ASSIGNED TASK -> What lines in the records include the string "ApplicationAccessKey"? Return each one.

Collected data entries
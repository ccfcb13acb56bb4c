//! AppSheet row-store client.
//!
//! All remote persistence goes through the AppSheet REST API: `Find` reads
//! over the `Productos` and `FAQ` tables, `Add` writes to the `enc_pedido`
//! (header) and `Pedido` (detail) tables. Every call posts a JSON action
//! envelope authenticated with a static `ApplicationAccessKey` header.

use anyhow::{Context, Result};
use async_trait::async_trait;
use chrono::Utc;
use log::{debug, info, warn};
use serde::{Deserialize, Deserializer, Serialize};

use crate::orders::Order;

const APPSHEET_API_URL: &str = "https://api.appsheet.com/api/v2";

/// Read/write access to the remote tables. The conversation flow only sees
/// this trait, so tests can exercise it against a mock.
#[async_trait]
pub trait Backend: Send + Sync {
    /// Fetch the full product table. `Find` has no server-side filtering;
    /// matching happens client-side on the complete row set.
    async fn products(&self) -> Result<Vec<Product>>;

    /// Fetch the full FAQ table.
    async fn faq_entries(&self) -> Result<Vec<FaqEntry>>;

    /// Add one detail row per order item to the `Pedido` table.
    async fn add_order_details(&self, order: &Order) -> Result<()>;

    /// Add the order header row to the `enc_pedido` table.
    async fn add_order_header(&self, order: &Order) -> Result<()>;
}

/// A row of the products table.
#[derive(Debug, Clone, PartialEq, Deserialize)]
pub struct Product {
    #[serde(rename = "nombreProducto")]
    pub name: String,
    #[serde(rename = "valor", deserialize_with = "number_or_string")]
    pub unit_value: f64,
}

/// A row of the FAQ table.
#[derive(Debug, Clone, PartialEq, Deserialize)]
pub struct FaqEntry {
    #[serde(rename = "pregunta")]
    pub question: String,
    #[serde(rename = "respuesta")]
    pub answer: String,
}

// AppSheet serves numeric columns as JSON numbers or as strings depending on
// the column configuration; accept both.
fn number_or_string<'de, D>(deserializer: D) -> Result<f64, D::Error>
where
    D: Deserializer<'de>,
{
    #[derive(Deserialize)]
    #[serde(untagged)]
    enum Raw {
        Number(f64),
        Text(String),
    }

    match Raw::deserialize(deserializer)? {
        Raw::Number(n) => Ok(n),
        Raw::Text(s) => s.trim().parse().map_err(serde::de::Error::custom),
    }
}

#[derive(Serialize)]
struct ActionRequest<R: Serialize> {
    #[serde(rename = "Action")]
    action: &'static str,
    #[serde(rename = "Properties")]
    properties: Properties,
    #[serde(rename = "Rows")]
    rows: Vec<R>,
}

#[derive(Serialize, Default)]
struct Properties {
    #[serde(rename = "Locale", skip_serializing_if = "Option::is_none")]
    locale: Option<&'static str>,
}

#[derive(Serialize)]
struct OrderHeaderRow<'a> {
    pedidoid: &'a str,
    enc_total: f64,
    fecha: &'a str,
    cliente: &'a str,
    direccion: &'a str,
    celular: &'a str,
}

#[derive(Serialize)]
struct OrderDetailRow<'a> {
    pedidoid: &'a str,
    fecha: String,
    #[serde(rename = "nombreProducto")]
    product_name: &'a str,
    #[serde(rename = "cantidadProducto")]
    quantity: i64,
    valor_unit: f64,
    valor: f64,
}

/// Credentials identifying the AppSheet app.
#[derive(Debug, Clone)]
pub struct AppSheetCredentials {
    pub app_id: String,
    pub access_key: String,
}

/// HTTP client for the AppSheet API. Built once at startup and shared.
///
/// Constructed without credentials it degrades: every call fails with a
/// configuration error, which the matcher and order-writer layers convert to
/// empty results and `false`.
pub struct AppSheetClient {
    http: reqwest::Client,
    base_url: String,
    credentials: Option<AppSheetCredentials>,
}

impl AppSheetClient {
    pub fn new(credentials: Option<AppSheetCredentials>) -> Self {
        Self {
            http: reqwest::Client::new(),
            base_url: APPSHEET_API_URL.to_string(),
            credentials,
        }
    }

    /// Override the API base URL (local test servers).
    pub fn with_base_url(mut self, base_url: impl Into<String>) -> Self {
        self.base_url = base_url.into();
        self
    }

    fn credentials(&self) -> Result<&AppSheetCredentials> {
        self.credentials
            .as_ref()
            .context("AppSheet credentials are not configured")
    }

    async fn post_action<R: Serialize>(
        &self,
        table: &str,
        request: &ActionRequest<R>,
    ) -> Result<reqwest::Response> {
        let creds = self.credentials()?;
        let url = format!(
            "{}/apps/{}/tables/{}/Action",
            self.base_url, creds.app_id, table
        );

        debug!("Posting {} action to table {}", request.action, table);

        let response = self
            .http
            .post(&url)
            .header("ApplicationAccessKey", &creds.access_key)
            .json(request)
            .send()
            .await
            .with_context(|| format!("request to table {table} failed"))?
            .error_for_status()
            .with_context(|| format!("table {table} returned an error status"))?;

        Ok(response)
    }

    async fn find_rows(&self, table: &str) -> Result<Vec<serde_json::Value>> {
        // For "Find", Rows stays empty; AppSheet returns every row.
        let request = ActionRequest {
            action: "Find",
            properties: Properties::default(),
            rows: Vec::<serde_json::Value>::new(),
        };

        let response = self.post_action(table, &request).await?;
        response
            .json()
            .await
            .with_context(|| format!("table {table} returned malformed rows"))
    }

    async fn add_rows<R: Serialize>(&self, table: &str, rows: Vec<R>) -> Result<()> {
        let request = ActionRequest {
            action: "Add",
            properties: Properties {
                locale: Some("es-US"),
            },
            rows,
        };

        self.post_action(table, &request).await?;
        Ok(())
    }
}

#[async_trait]
impl Backend for AppSheetClient {
    async fn products(&self) -> Result<Vec<Product>> {
        let rows = self.find_rows("Productos").await?;

        // Rows missing a name or price are skipped, not fatal.
        let products: Vec<Product> = rows
            .into_iter()
            .filter_map(|row| match serde_json::from_value::<Product>(row) {
                Ok(product) => Some(product),
                Err(e) => {
                    warn!("Skipping malformed product row: {e}");
                    None
                }
            })
            .collect();

        info!("Fetched {} products", products.len());
        Ok(products)
    }

    async fn faq_entries(&self) -> Result<Vec<FaqEntry>> {
        let rows = self.find_rows("FAQ").await?;

        let entries: Vec<FaqEntry> = rows
            .into_iter()
            .filter_map(|row| match serde_json::from_value::<FaqEntry>(row) {
                Ok(entry) => Some(entry),
                Err(e) => {
                    warn!("Skipping malformed FAQ row: {e}");
                    None
                }
            })
            .collect();

        info!("Fetched {} FAQ entries", entries.len());
        Ok(entries)
    }

    async fn add_order_details(&self, order: &Order) -> Result<()> {
        let stamp = Utc::now().to_rfc3339();
        let rows: Vec<OrderDetailRow> = order
            .items
            .iter()
            .map(|item| OrderDetailRow {
                pedidoid: &order.order_id,
                fecha: stamp.clone(),
                product_name: &item.product_name,
                quantity: item.quantity,
                valor_unit: item.unit_value,
                valor: item.line_value,
            })
            .collect();

        self.add_rows("Pedido", rows).await
    }

    async fn add_order_header(&self, order: &Order) -> Result<()> {
        let row = OrderHeaderRow {
            pedidoid: &order.order_id,
            enc_total: order.total,
            fecha: &order.date,
            cliente: &order.customer_name,
            direccion: &order.address,
            celular: &order.phone,
        };

        self.add_rows("enc_pedido", vec![row]).await
    }
}

#[cfg(test)]
mod tests {
    use super::*;
    use serde_json::json;

    #[test]
    fn test_product_row_with_numeric_price() {
        let product: Product =
            serde_json::from_value(json!({ "nombreProducto": "Jabón Azul", "valor": 5000 }))
                .unwrap();
        assert_eq!(product.name, "Jabón Azul");
        assert_eq!(product.unit_value, 5000.0);
    }

    #[test]
    fn test_product_row_with_string_price() {
        let product: Product =
            serde_json::from_value(json!({ "nombreProducto": "Arroz", "valor": "2500.50" }))
                .unwrap();
        assert_eq!(product.unit_value, 2500.5);
    }

    #[test]
    fn test_product_row_rejects_garbage_price() {
        let result =
            serde_json::from_value::<Product>(json!({ "nombreProducto": "Arroz", "valor": "n/a" }));
        assert!(result.is_err());
    }

    #[test]
    fn test_faq_row_deserialization() {
        let entry: FaqEntry = serde_json::from_value(json!({
            "pregunta": "¿Cuál es el horario?",
            "respuesta": "De 8am a 6pm.",
            "otraColumna": "ignorada"
        }))
        .unwrap();
        assert_eq!(entry.question, "¿Cuál es el horario?");
        assert_eq!(entry.answer, "De 8am a 6pm.");
    }

    #[test]
    fn test_find_envelope_shape() {
        let request = ActionRequest {
            action: "Find",
            properties: Properties::default(),
            rows: Vec::<serde_json::Value>::new(),
        };
        let value = serde_json::to_value(&request).unwrap();
        assert_eq!(value, json!({ "Action": "Find", "Properties": {}, "Rows": [] }));
    }

    #[test]
    fn test_add_envelope_carries_locale() {
        let request = ActionRequest {
            action: "Add",
            properties: Properties {
                locale: Some("es-US"),
            },
            rows: vec![json!({ "pedidoid": "1" })],
        };
        let value = serde_json::to_value(&request).unwrap();
        assert_eq!(value["Properties"]["Locale"], "es-US");
        assert_eq!(value["Action"], "Add");
    }
}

ANSWER SECTION ->
//! envelope authenticated with a static `ApplicationAccessKey` header.
            .header("ApplicationAccessKey", &creds.access_key)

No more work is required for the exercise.